Kelly’s loved ones include: his two daughters, ages 20 and 11; his NASA-employed girlfriend; his widowed father; his brother Mark; and his sister-in-law, Gabrielle Giffords, a former congresswoman who barely survived an assassination attempt while he was at the space station in 2011.

Kornienko, 54, a former paratrooper, worries how his wife will cope alone at their country house outside Moscow. His 32-year-old daughter is a new mother; the baby is not quite a year old.

Wife Irina cried when she learned in 2012 that he’d be leaving Earth for a whole year. And she’s still not happy about it, Kornienko told the AP.

“She understands that it’s a dangerous mission. But she’s getting used to the idea,” he said.
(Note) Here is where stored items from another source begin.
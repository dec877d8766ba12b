//! Launcher Models
//!
//! Data structures matching backend entities.

use std::fmt;
use std::str::FromStr;

use serde::{Deserialize, Serialize};

use crate::error::LaunchError;

/// Run script the backend executes for a project (`npm run <script>`)
#[derive(Debug, Clone, Copy, PartialEq, Eq, Hash, Default, Serialize, Deserialize)]
#[serde(rename_all = "lowercase")]
pub enum RunScript {
    #[default]
    Start,
    Dev,
    Build,
}

impl RunScript {
    /// All scripts in dropdown order
    pub const ALL: [RunScript; 3] = [RunScript::Start, RunScript::Dev, RunScript::Build];

    /// Wire value
    pub fn as_str(&self) -> &'static str {
        match self {
            RunScript::Start => "start",
            RunScript::Dev => "dev",
            RunScript::Build => "build",
        }
    }

    /// Label shown in the script dropdown
    pub fn label(&self) -> &'static str {
        match self {
            RunScript::Start => "Start",
            RunScript::Dev => "Development",
            RunScript::Build => "Build",
        }
    }
}

impl fmt::Display for RunScript {
    fn fmt(&self, f: &mut fmt::Formatter<'_>) -> fmt::Result {
        f.write_str(self.as_str())
    }
}

impl FromStr for RunScript {
    type Err = LaunchError;

    fn from_str(s: &str) -> Result<Self, Self::Err> {
        match s {
            "start" => Ok(RunScript::Start),
            "dev" => Ok(RunScript::Dev),
            "build" => Ok(RunScript::Build),
            other => Err(LaunchError::InvalidInput(format!("unknown run script '{}'", other))),
        }
    }
}

/// A registered project (matches backend)
#[derive(Debug, Clone, PartialEq, Eq, Default, Serialize, Deserialize)]
pub struct Project {
    pub name: String,
    pub path: String,
    pub desc: String,
    pub script: RunScript,
}

impl Project {
    pub fn new(name: impl Into<String>, path: impl Into<String>, desc: impl Into<String>, script: RunScript) -> Self {
        Self {
            name: name.into(),
            path: path.into(),
            desc: desc.into(),
            script,
        }
    }

    /// Blank draft with the given default script
    pub fn draft(script: RunScript) -> Self {
        Self {
            script,
            ..Default::default()
        }
    }

    /// Whether the name passes the submit guard
    pub fn has_name(&self) -> bool {
        !self.name.trim().is_empty()
    }
}

/// Backend-reported run state of a project
#[derive(Debug, Clone, Copy, PartialEq, Eq, Hash, Default, Serialize, Deserialize)]
pub struct ProjectStatus {
    pub running: bool,
    #[serde(default)]
    pub pid: Option<u32>,
}

impl ProjectStatus {
    pub fn running(pid: u32) -> Self {
        Self { running: true, pid: Some(pid) }
    }

    pub fn stopped() -> Self {
        Self::default()
    }
}

/// Payload of a `project_status_update` event
///
/// `name` is absent on the observed wire shape; when a backend sends it,
/// the update is applied to that project without correlation.
#[derive(Debug, Clone, PartialEq, Eq, Default, Serialize, Deserialize)]
pub struct StatusUpdate {
    pub running: bool,
    #[serde(default)]
    pub pid: Option<u32>,
    #[serde(default, skip_serializing_if = "Option::is_none")]
    pub name: Option<String>,
}

impl StatusUpdate {
    pub fn status(&self) -> ProjectStatus {
        ProjectStatus {
            running: self.running,
            pid: self.pid,
        }
    }
}

impl From<ProjectStatus> for StatusUpdate {
    fn from(status: ProjectStatus) -> Self {
        Self {
            running: status.running,
            pid: status.pid,
            name: None,
        }
    }
}
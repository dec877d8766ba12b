//! View Scope
//!
//! Ties async work to the lifetime of the view that started it. The view
//! cancels its token on cleanup; results that arrive afterwards are dropped.

use std::sync::atomic::{AtomicBool, Ordering};
use std::sync::Arc;

#[derive(Debug, Clone, Default)]
pub struct ScopeToken {
    cancelled: Arc<AtomicBool>,
}

impl ScopeToken {
    pub fn new() -> Self {
        Self::default()
    }

    pub fn cancel(&self) {
        self.cancelled.store(true, Ordering::SeqCst);
    }

    pub fn is_cancelled(&self) -> bool {
        self.cancelled.load(Ordering::SeqCst)
    }
}
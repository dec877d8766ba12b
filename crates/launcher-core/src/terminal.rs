//! Terminal Feed
//!
//! The `terminal_log` stream is global; each line is tagged `"<project>: <text>"`.
//! A `TerminalFeed` keeps the lines for one project in a bounded buffer.

use std::collections::VecDeque;

/// Bounded, ordered log buffer
///
/// Appends at the back; once `capacity` is reached the oldest line is
/// evicted for every new one.
#[derive(Debug, Clone, PartialEq, Eq)]
pub struct LogBuffer {
    lines: VecDeque<String>,
    capacity: usize,
    evicted: usize,
}

impl LogBuffer {
    pub fn new(capacity: usize) -> Self {
        let capacity = capacity.max(1);
        Self {
            lines: VecDeque::with_capacity(capacity.min(1024)),
            capacity,
            evicted: 0,
        }
    }

    pub fn push(&mut self, line: impl Into<String>) {
        self.lines.push_back(line.into());
        while self.lines.len() > self.capacity {
            self.lines.pop_front();
            self.evicted += 1;
        }
    }

    pub fn len(&self) -> usize {
        self.lines.len()
    }

    pub fn is_empty(&self) -> bool {
        self.lines.is_empty()
    }

    /// Number of lines dropped from the front so far
    pub fn evicted(&self) -> usize {
        self.evicted
    }

    pub fn iter(&self) -> impl Iterator<Item = &str> + '_ {
        self.lines.iter().map(String::as_str)
    }

    pub fn to_vec(&self) -> Vec<String> {
        self.lines.iter().cloned().collect()
    }
}

/// Log lines of a single project
#[derive(Debug, Clone, PartialEq, Eq)]
pub struct TerminalFeed {
    /// `"<project>: "`
    prefix: String,
    buffer: LogBuffer,
}

impl TerminalFeed {
    pub fn new(project: impl Into<String>, capacity: usize) -> Self {
        let prefix = format!("{}: ", project.into());
        Self {
            prefix,
            buffer: LogBuffer::new(capacity),
        }
    }

    /// Message part of `payload` if it belongs to this project
    pub fn strip<'a>(&self, payload: &'a str) -> Option<&'a str> {
        payload.strip_prefix(self.prefix.as_str())
    }

    /// Append the payload if it is tagged for this project
    ///
    /// Returns whether the line was kept. Events carry no id, so a replayed
    /// payload is appended again.
    pub fn accept(&mut self, payload: &str) -> bool {
        match self.strip(payload) {
            Some(message) => {
                self.buffer.push(message);
                true
            }
            None => false,
        }
    }

    pub fn buffer(&self) -> &LogBuffer {
        &self.buffer
    }
}
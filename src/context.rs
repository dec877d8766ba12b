//! Application Context
//!
//! Store, controller and config provided via Leptos Context API. All
//! backend traffic from the views goes through here.

use launcher_core::{Command, CommandOutcome, Controller, LauncherConfig, Refresh, ScopeToken, StatusUpdate};
use leptos::prelude::*;
use leptos::task::spawn_local;

use crate::commands::TauriBackend;
use crate::store::{UiState, UiStateStoreFields, UiStore};

/// Token cancelled when the current reactive owner is cleaned up
pub fn view_scope() -> ScopeToken {
    let scope = ScopeToken::new();
    let on_drop = scope.clone();
    on_cleanup(move || on_drop.cancel());
    scope
}

/// App-wide handles provided via context
#[derive(Clone, Copy)]
pub struct AppContext {
    pub store: UiStore,
    controller: Controller<TauriBackend>,
    config: StoredValue<LauncherConfig>,
    /// Scope of the root view; actions outlive the view that started them
    scope: StoredValue<ScopeToken>,
}

impl AppContext {
    pub fn new(store: UiStore, config: LauncherConfig, scope: ScopeToken) -> Self {
        Self {
            store,
            controller: Controller::new(TauriBackend),
            config: StoredValue::new(config),
            scope: StoredValue::new(scope),
        }
    }

    pub fn config(&self) -> LauncherConfig {
        self.config.get_value()
    }

    // ========================
    // Backend Actions
    // ========================

    /// Fetch state again without sending a command
    pub fn reload(&self, plan: Refresh) {
        let ctx = *self;
        let scope = self.scope.get_value();
        spawn_local(async move {
            let known = ctx.store.app().with_untracked(|app| app.projects().to_vec());
            if let Some(snapshot) = ctx.controller.reload(&scope, plan, &known).await {
                ctx.store.app().update(|app| app.apply_refresh(snapshot));
            }
        });
    }

    /// Run a command, then apply the state it invalidated
    pub fn dispatch(&self, command: Command) {
        let ctx = *self;
        let scope = self.scope.get_value();
        spawn_local(async move {
            let is_add = matches!(command, Command::AddProject(_));
            let known = ctx.store.app().with_untracked(|app| app.projects().to_vec());
            match ctx.controller.run(&scope, command, &known).await {
                CommandOutcome::Completed(snapshot) if is_add => {
                    ctx.store.update(|ui: &mut UiState| ui.app.project_added(&mut ui.form, snapshot));
                }
                CommandOutcome::Completed(snapshot) => {
                    ctx.store.app().update(|app| app.apply_refresh(snapshot));
                }
                // Already logged by the controller; the form stays as it is
                CommandOutcome::Rejected(_) | CommandOutcome::Failed(_) | CommandOutcome::Cancelled => {}
            }
        });
    }

    /// Submit the add-project draft
    pub fn submit_form(&self) {
        let candidate = self.store.form().with_untracked(|form| form.draft.clone());
        self.dispatch(Command::AddProject(candidate));
    }

    // ========================
    // Local State
    // ========================

    pub fn apply_status_update(&self, update: StatusUpdate) {
        self.store.app().update(|app| {
            app.apply_status_update(&update);
        });
    }

    pub fn open_form(&self) {
        self.store.app().update(|app| app.open_form());
    }

    /// Close the modal without submitting
    pub fn close_form(&self) {
        self.store.form().update(|form| form.dismiss());
        self.store.app().update(|app| app.close_form());
    }

    pub fn open_terminal(&self, name: String) {
        self.store.app().update(|app| app.open_terminal(name));
    }

    pub fn close_terminal(&self) {
        self.store.app().update(|app| app.close_terminal());
    }
}

/// Get the app context
pub fn use_app_context() -> AppContext {
    expect_context::<AppContext>()
}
Expedition 43 NASA Astronaut Scott Kelly, left, Russian Cosmonauts Gennady Padalka, center, and Mikhail Kornienko of the Russian Federal Space Agency (Roscosmos) pose for a group photo near a model of the Soyuz rocket during media day, Saturday, March 21, 2015 at the Cosmonaut Hotel in Baikonur, Kazakhstan. NASA/Bill Ingalls

A vivid reminder of the dangers of spaceflight hit home last fall when an unmanned supply ship blew up shortly after liftoff from Virginia. Kelly’s original belt was destroyed, along with the rest of the station cargo. Replacements went up on the next commercial shipment.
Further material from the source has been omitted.